Collected data entries
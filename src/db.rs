//! Persistence for users and applications
//!
//! Thin rusqlite layer. Every application insert is a single statement,
//! so it either fully succeeds or has no visible effect.

pub mod schema;

pub use schema::*;

use crate::state_machine::{
    AmountSelection, ApplicantType, CollateralType, FinancingType, Language, UserId,
};
use chrono::{DateTime, Utc};
use rusqlite::{params, Connection, OptionalExtension};
use std::path::Path;
use std::sync::{Arc, Mutex};
use thiserror::Error;

#[derive(Error, Debug)]
pub enum DbError {
    #[error("Database error: {0}")]
    Sqlite(#[from] rusqlite::Error),
    #[error("Corrupt column value: {0}")]
    Corrupt(#[from] serde_json::Error),
}

pub type DbResult<T> = Result<T, DbError>;

/// Thread-safe database handle
#[derive(Clone)]
pub struct Database {
    conn: Arc<Mutex<Connection>>,
}

impl Database {
    /// Open or create database at the given path
    pub fn open<P: AsRef<Path>>(path: P) -> DbResult<Self> {
        let conn = Connection::open(path)?;
        let db = Self {
            conn: Arc::new(Mutex::new(conn)),
        };
        db.run_migrations()?;
        Ok(db)
    }

    /// Open an in-memory database (for testing)
    pub fn open_in_memory() -> DbResult<Self> {
        let conn = Connection::open_in_memory()?;
        let db = Self {
            conn: Arc::new(Mutex::new(conn)),
        };
        db.run_migrations()?;
        Ok(db)
    }

    fn run_migrations(&self) -> DbResult<()> {
        let conn = self.conn.lock().unwrap();
        conn.execute_batch(SCHEMA)?;
        Ok(())
    }

    // ==================== User Operations ====================

    /// Create or update a user; `None` patch fields keep existing values.
    pub fn upsert_user(&self, user_id: UserId, patch: &UserPatch) -> DbResult<()> {
        let conn = self.conn.lock().unwrap();
        let now = Utc::now();
        conn.execute(
            "INSERT INTO users (user_id, full_name, handle, phone, language, created_at)
             VALUES (?1, ?2, ?3, ?4, COALESCE(?5, 'uz'), ?6)
             ON CONFLICT(user_id) DO UPDATE SET
                 full_name = COALESCE(excluded.full_name, full_name),
                 handle = COALESCE(excluded.handle, handle),
                 phone = COALESCE(excluded.phone, phone),
                 language = COALESCE(?5, language)",
            params![
                user_id,
                patch.full_name,
                patch.handle,
                patch.phone,
                patch.language.map(Language::code),
                now.to_rfc3339(),
            ],
        )?;
        Ok(())
    }

    /// Get user by ID
    pub fn get_user(&self, user_id: UserId) -> DbResult<Option<User>> {
        let conn = self.conn.lock().unwrap();
        conn.query_row(
            "SELECT user_id, full_name, handle, phone, language, created_at
             FROM users WHERE user_id = ?1",
            params![user_id],
            |row| {
                Ok(User {
                    user_id: row.get(0)?,
                    full_name: row.get(1)?,
                    handle: row.get(2)?,
                    phone: row.get(3)?,
                    language: parse_language(&row.get::<_, String>(4)?),
                    created_at: parse_datetime(&row.get::<_, String>(5)?),
                })
            },
        )
        .optional()
        .map_err(DbError::from)
    }

    // ==================== Application Operations ====================

    /// Insert a completed application. Single-statement, all-or-nothing.
    pub fn insert_application(&self, user_id: UserId, app: &NewApplication) -> DbResult<i64> {
        let amount_json = serde_json::to_string(&app.amount)?;
        let conn = self.conn.lock().unwrap();
        let now = Utc::now();
        conn.execute(
            "INSERT INTO applications
             (user_id, financing_type, amount, applicant_type, collateral_type, collateral_details, status, created_at)
             VALUES (?1, ?2, ?3, ?4, ?5, ?6, ?7, ?8)",
            params![
                user_id,
                financing_to_str(app.financing),
                amount_json,
                applicant_to_str(app.applicant),
                collateral_to_str(app.collateral),
                app.collateral_details,
                ApplicationStatus::Pending.as_str(),
                now.to_rfc3339(),
            ],
        )?;
        Ok(conn.last_insert_rowid())
    }

    /// List all applications joined with their users, newest first.
    pub fn list_applications(&self) -> DbResult<Vec<ApplicationSummary>> {
        let conn = self.conn.lock().unwrap();
        let mut stmt = conn.prepare(
            "SELECT a.id, a.user_id, u.full_name, u.handle, a.financing_type, a.amount,
                    a.applicant_type, a.collateral_type, a.collateral_details, a.status, a.created_at
             FROM applications a
             JOIN users u ON a.user_id = u.user_id
             ORDER BY a.created_at DESC, a.id DESC",
        )?;

        let rows = stmt.query_map([], |row| {
            Ok((
                row.get::<_, i64>(0)?,
                row.get::<_, UserId>(1)?,
                row.get::<_, Option<String>>(2)?,
                row.get::<_, Option<String>>(3)?,
                row.get::<_, String>(4)?,
                row.get::<_, String>(5)?,
                row.get::<_, String>(6)?,
                row.get::<_, String>(7)?,
                row.get::<_, String>(8)?,
                row.get::<_, String>(9)?,
                row.get::<_, String>(10)?,
            ))
        })?;

        let mut out = Vec::new();
        for row in rows {
            let (id, user_id, full_name, handle, fin, amount, app, col, details, status, created) =
                row?;
            let amount: AmountSelection = serde_json::from_str(&amount)?;
            out.push(ApplicationSummary {
                id,
                user_id,
                full_name,
                handle,
                financing: parse_financing(&fin),
                amount,
                applicant: parse_applicant(&app),
                collateral: parse_collateral(&col),
                collateral_details: details,
                status: ApplicationStatus::parse(&status),
                created_at: parse_datetime(&created),
            });
        }
        Ok(out)
    }
}

fn financing_to_str(f: FinancingType) -> &'static str {
    match f {
        FinancingType::Islamic => "islamic",
        FinancingType::Cash => "cash",
        FinancingType::LargeCredit => "large_credit",
    }
}

fn parse_financing(s: &str) -> FinancingType {
    match s {
        "islamic" => FinancingType::Islamic,
        "large_credit" => FinancingType::LargeCredit,
        _ => FinancingType::Cash,
    }
}

fn applicant_to_str(a: ApplicantType) -> &'static str {
    match a {
        ApplicantType::Individual => "individual",
        ApplicantType::SoleProprietor => "sole_proprietor",
        ApplicantType::Firm => "firm",
    }
}

fn parse_applicant(s: &str) -> ApplicantType {
    match s {
        "individual" => ApplicantType::Individual,
        "sole_proprietor" => ApplicantType::SoleProprietor,
        _ => ApplicantType::Firm,
    }
}

fn collateral_to_str(c: CollateralType) -> &'static str {
    match c {
        CollateralType::RealEstate => "real_estate",
        CollateralType::Vehicle => "vehicle",
    }
}

fn parse_collateral(s: &str) -> CollateralType {
    match s {
        "vehicle" => CollateralType::Vehicle,
        _ => CollateralType::RealEstate,
    }
}

fn parse_language(s: &str) -> Language {
    Language::from_code(s).unwrap_or_default()
}

fn parse_datetime(s: &str) -> DateTime<Utc> {
    DateTime::parse_from_rfc3339(s)
        .map(|dt| dt.with_timezone(&Utc))
        .unwrap_or_else(|_| Utc::now())
}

(Goal of the exercise): Copy out each line of the data in which the word "Mutex" appears.

(Finished task):
use std::sync::{Arc, Mutex};
    conn: Arc<Mutex<Connection>>,
            conn: Arc::new(Mutex::new(conn)),
            conn: Arc::new(Mutex::new(conn)),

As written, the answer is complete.